Posaconazole, another
triazole with broad-spectrum antifungal activity, is metabolised only to a limited extent by
cytochrome P450 enzymes and to a wider extent by phase 2
enzyme systems. The aim of this study was to investigate
posaconazole concentrations during
inflammation. Patients aged ≥18 years receiving
posaconazole prophylaxis or treatment for
fungal infections were enrolled in a prospective observational study. Samples for
posaconazole and
C-reactive protein (CRP) concentrations were collected routinely for each patient. Longitudinal data analysis was performed to analyse the correlation between
posaconazole serum trough concentrations and CRP values, corrected for potential factors that could influence the
posaconazole concentration.
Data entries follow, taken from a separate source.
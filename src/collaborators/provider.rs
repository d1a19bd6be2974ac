//! Deployment and DNS provider capabilities
//!
//! Concrete backends (Vercel-like, AWS-like, ...) are variants behind one
//! trait. The HTTP implementations speak a small JSON contract against a
//! configured API base; anything provider-specific lives behind that URL.

use async_trait::async_trait;
use chrono::Utc;
use std::sync::Arc;
use std::time::Duration;

use super::http::{HttpClient, HttpRequest, TransportError};
use crate::config::defaults::PROVIDER_TIMEOUT_SECS;
use crate::config::{DnsConfig, ProviderConfig};
use crate::recovery::{Backup, Deployment, DeploymentStatus, DomainMap};

#[derive(Debug, thiserror::Error)]
pub enum ProviderError {
    #[error("transport error: {0}")]
    Transport(#[from] TransportError),
    #[error("provider rejected request with status {status}: {body}")]
    Rejected { status: u16, body: String },
    #[error("{0}")]
    Failed(String),
}

#[async_trait]
pub trait DeploymentProvider: Send + Sync {
    fn name(&self) -> &str;

    /// Stand up the given domains on this provider
    async fn deploy(&self, domains: &DomainMap) -> Result<Deployment, ProviderError>;

    /// Push a backup archive into a deployment this provider created
    async fn restore_data(&self, deployment: &Deployment, backup: &Backup) -> Result<(), ProviderError>;
}

#[async_trait]
pub trait DnsProvider: Send + Sync {
    /// Point `domain` at `target`, creating or replacing the record
    async fn upsert_record(&self, domain: &str, target: &str) -> Result<(), ProviderError>;
}

// ============================================================================
// HTTP Deployment Provider
// ============================================================================

pub struct HttpDeploymentProvider {
    name: String,
    api_url: String,
    token: Option<String>,
    http: Arc<dyn HttpClient>,
    timeout: Duration,
}

impl HttpDeploymentProvider {
    pub fn new(config: &ProviderConfig, http: Arc<dyn HttpClient>) -> Self {
        Self {
            name: config.name.clone(),
            api_url: config.api_url.trim_end_matches('/').to_string(),
            token: config.token.clone(),
            http,
            timeout: Duration::from_secs(PROVIDER_TIMEOUT_SECS),
        }
    }
}

#[async_trait]
impl DeploymentProvider for HttpDeploymentProvider {
    fn name(&self) -> &str {
        &self.name
    }

    async fn deploy(&self, domains: &DomainMap) -> Result<Deployment, ProviderError> {
        let body = serde_json::json!({ "domains": domains });
        let request = HttpRequest::post_json(format!("{}/deployments", self.api_url), body, self.timeout)
            .bearer(self.token.as_deref());

        let resp = self.http.request(request).await?;
        if !resp.is_success() {
            return Err(ProviderError::Rejected {
                status: resp.status,
                body: resp.body,
            });
        }

        // Providers may answer with {"url": "..."}; fall back to the main domain
        let endpoint = serde_json::from_str::<serde_json::Value>(&resp.body)
            .ok()
            .and_then(|v| v.get("url").and_then(|u| u.as_str()).map(str::to_string))
            .or_else(|| domains.primary().map(str::to_string));

        Ok(Deployment {
            provider: self.name.clone(),
            domains: domains.clone(),
            status: DeploymentStatus::Deployed,
            endpoint,
            deployed_at: Utc::now(),
        })
    }

    async fn restore_data(&self, deployment: &Deployment, backup: &Backup) -> Result<(), ProviderError> {
        let body = serde_json::json!({
            "domains": deployment.domains,
            "backup": backup.name,
            "path": backup.path,
            "size": backup.size,
        });
        let request = HttpRequest::post_json(format!("{}/restore", self.api_url), body, self.timeout)
            .bearer(self.token.as_deref());

        let resp = self.http.request(request).await?;
        if resp.is_success() {
            Ok(())
        } else {
            Err(ProviderError::Rejected {
                status: resp.status,
                body: resp.body,
            })
        }
    }
}

// ============================================================================
// HTTP DNS Provider
// ============================================================================

pub struct HttpDnsProvider {
    api_url: String,
    token: Option<String>,
    http: Arc<dyn HttpClient>,
}

impl HttpDnsProvider {
    pub fn new(config: &DnsConfig, http: Arc<dyn HttpClient>) -> Self {
        Self {
            api_url: config.api_url.trim_end_matches('/').to_string(),
            token: config.token.clone(),
            http,
        }
    }
}

#[async_trait]
impl DnsProvider for HttpDnsProvider {
    async fn upsert_record(&self, domain: &str, target: &str) -> Result<(), ProviderError> {
        let body = serde_json::json!({
            "name": domain,
            "type": "CNAME",
            "content": target,
        });
        let request = HttpRequest::put_json(
            format!("{}/records", self.api_url),
            body,
            Duration::from_secs(PROVIDER_TIMEOUT_SECS),
        )
        .bearer(self.token.as_deref());

        let resp = self.http.request(request).await?;
        if resp.is_success() {
            Ok(())
        } else {
            Err(ProviderError::Rejected {
                status: resp.status,
                body: resp.body,
            })
        }
    }
}
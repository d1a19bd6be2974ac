//! Notification capability: chat-bot and generic webhook channels

use async_trait::async_trait;
use std::sync::Arc;
use std::time::Duration;

use super::http::{HttpClient, HttpRequest, TransportError};
use crate::config::defaults::NOTIFY_TIMEOUT_SECS;
use crate::config::ChannelConfig;
use crate::types::SecurityAlert;

#[derive(Debug, thiserror::Error)]
pub enum NotifyError {
    #[error("transport error: {0}")]
    Transport(#[from] TransportError),
    #[error("channel '{channel}' rejected alert with status {status}")]
    Rejected { channel: String, status: u16 },
}

#[async_trait]
pub trait Notifier: Send + Sync {
    fn channel_name(&self) -> &str;

    async fn send(&self, alert: &SecurityAlert) -> Result<(), NotifyError>;
}

/// Build the notifier for one configured channel
pub fn build_notifier(channel: &ChannelConfig, http: Arc<dyn HttpClient>) -> Arc<dyn Notifier> {
    match channel {
        ChannelConfig::Telegram {
            bot_token,
            chat_id,
            api_base,
        } => Arc::new(TelegramNotifier {
            http,
            api_base: api_base.trim_end_matches('/').to_string(),
            bot_token: bot_token.clone(),
            chat_id: chat_id.clone(),
        }),
        ChannelConfig::Webhook { url, token } => Arc::new(WebhookNotifier {
            http,
            url: url.clone(),
            token: token.clone(),
        }),
    }
}

// ============================================================================
// Chat bot
// ============================================================================

pub struct TelegramNotifier {
    http: Arc<dyn HttpClient>,
    api_base: String,
    bot_token: String,
    chat_id: String,
}

/// Markdown body for chat delivery
pub fn format_chat_message(alert: &SecurityAlert) -> String {
    format!(
        "{} *Security Alert*\n\n*Type:* {}\n*Severity:* {}\n*Time:* {}\n*Message:* {}\n*ID:* {}",
        alert.severity.emoji(),
        alert.kind,
        alert.severity,
        alert.timestamp.format("%Y-%m-%d %H:%M:%S UTC"),
        alert.message,
        alert.id,
    )
}

#[async_trait]
impl Notifier for TelegramNotifier {
    fn channel_name(&self) -> &str {
        "telegram"
    }

    async fn send(&self, alert: &SecurityAlert) -> Result<(), NotifyError> {
        let body = serde_json::json!({
            "chat_id": self.chat_id,
            "text": format_chat_message(alert),
            "parse_mode": "Markdown",
        });
        let url = format!("{}/bot{}/sendMessage", self.api_base, self.bot_token);
        let resp = self
            .http
            .request(HttpRequest::post_json(url, body, Duration::from_secs(NOTIFY_TIMEOUT_SECS)))
            .await?;

        if resp.is_success() {
            Ok(())
        } else {
            Err(NotifyError::Rejected {
                channel: self.channel_name().to_string(),
                status: resp.status,
            })
        }
    }
}

// ============================================================================
// Generic webhook
// ============================================================================

pub struct WebhookNotifier {
    http: Arc<dyn HttpClient>,
    url: String,
    token: Option<String>,
}

#[async_trait]
impl Notifier for WebhookNotifier {
    fn channel_name(&self) -> &str {
        "webhook"
    }

    async fn send(&self, alert: &SecurityAlert) -> Result<(), NotifyError> {
        let body = serde_json::json!({
            "id": alert.id,
            "message": alert.message,
            "severity": alert.severity,
            "type": alert.kind,
            "timestamp": alert.timestamp,
        });
        let request = HttpRequest::post_json(&self.url, body, Duration::from_secs(NOTIFY_TIMEOUT_SECS))
            .bearer(self.token.as_deref());
        let resp = self.http.request(request).await?;

        if resp.is_success() {
            Ok(())
        } else {
            Err(NotifyError::Rejected {
                channel: self.channel_name().to_string(),
                status: resp.status,
            })
        }
    }
}

#[cfg(test)]
mod tests {
    use super::*;
    use crate::collaborators::HttpResponse;
    use crate::types::{AlertKind, Severity};
    use std::sync::Mutex;

    struct Recorder {
        seen: Mutex<Vec<HttpRequest>>,
        status: u16,
    }

    #[async_trait]
    impl HttpClient for Recorder {
        async fn request(&self, request: HttpRequest) -> Result<HttpResponse, TransportError> {
            self.seen.lock().unwrap().push(request);
            Ok(HttpResponse { status: self.status, body: "{}".to_string() })
        }
    }

    #[test]
    fn test_chat_message_contains_fields() {
        let alert = SecurityAlert::new(AlertKind::CriticalFailure, "db down", Severity::Critical);
        let text = format_chat_message(&alert);
        assert!(text.starts_with("🚨"));
        assert!(text.contains("critical_failure"));
        assert!(text.contains("db down"));
        assert!(text.contains(&alert.id.to_string()));
    }

    #[tokio::test]
    async fn test_telegram_posts_to_send_message() {
        let http = Arc::new(Recorder { seen: Mutex::new(Vec::new()), status: 200 });
        let notifier = build_notifier(
            &ChannelConfig::Telegram {
                bot_token: "T0K".to_string(),
                chat_id: "42".to_string(),
                api_base: "https://chat.example/".to_string(),
            },
            http.clone(),
        );
        let alert = SecurityAlert::new(AlertKind::SystemStart, "up", Severity::Info);
        notifier.send(&alert).await.unwrap();

        let seen = http.seen.lock().unwrap();
        assert_eq!(seen[0].url, "https://chat.example/botT0K/sendMessage");
        let body = seen[0].body.as_ref().unwrap();
        assert_eq!(body["chat_id"], "42");
        assert_eq!(body["parse_mode"], "Markdown");
    }

    #[tokio::test]
    async fn test_webhook_rejection_surfaces_status() {
        let http = Arc::new(Recorder { seen: Mutex::new(Vec::new()), status: 502 });
        let notifier = build_notifier(
            &ChannelConfig::Webhook {
                url: "https://hooks.example/alert".to_string(),
                token: Some("s3cret".to_string()),
            },
            http.clone(),
        );
        let alert = SecurityAlert::new(AlertKind::MonitoringAlert, "slow", Severity::Warning);
        let err = notifier.send(&alert).await.unwrap_err();
        assert!(matches!(err, NotifyError::Rejected { status: 502, .. }));

        let seen = http.seen.lock().unwrap();
        assert_eq!(seen[0].body.as_ref().unwrap()["type"], "monitoring_alert");
        assert_eq!(seen[0].headers[0].1, "Bearer s3cret");
    }
}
Between August 2015 and June 2017, 64 patients were recruited to this study. Data for 55 patients (511
posaconazole samples) were included in the final analysis. The overall median
posaconazole concentration was 1.8 mg/L [interquartile range (IQR) 1-2.9 mg/L, range 0.1-7.94 mg/L] and the overall median CRP concentration was 23.5 mg/L (IQR 5-75 mg/L, range 0-457 mg/L). Longitudinal data analysis showed that only the
posaconazole daily dose (in mg/kg
body weight) had a significant influence on
posaconazole concentration after correction for other factors (P < 0.0001).
Posaconazole concentrations were not influenced by CRP concentrations (P = 0.77).
Posaconazole concentrations are not influenced by
inflammation, reflected by CRP concentration. Therefore, more frequent therapeutic drug monitoring of
posaconazole during
inflammation or after an
infection subsides is not necessary.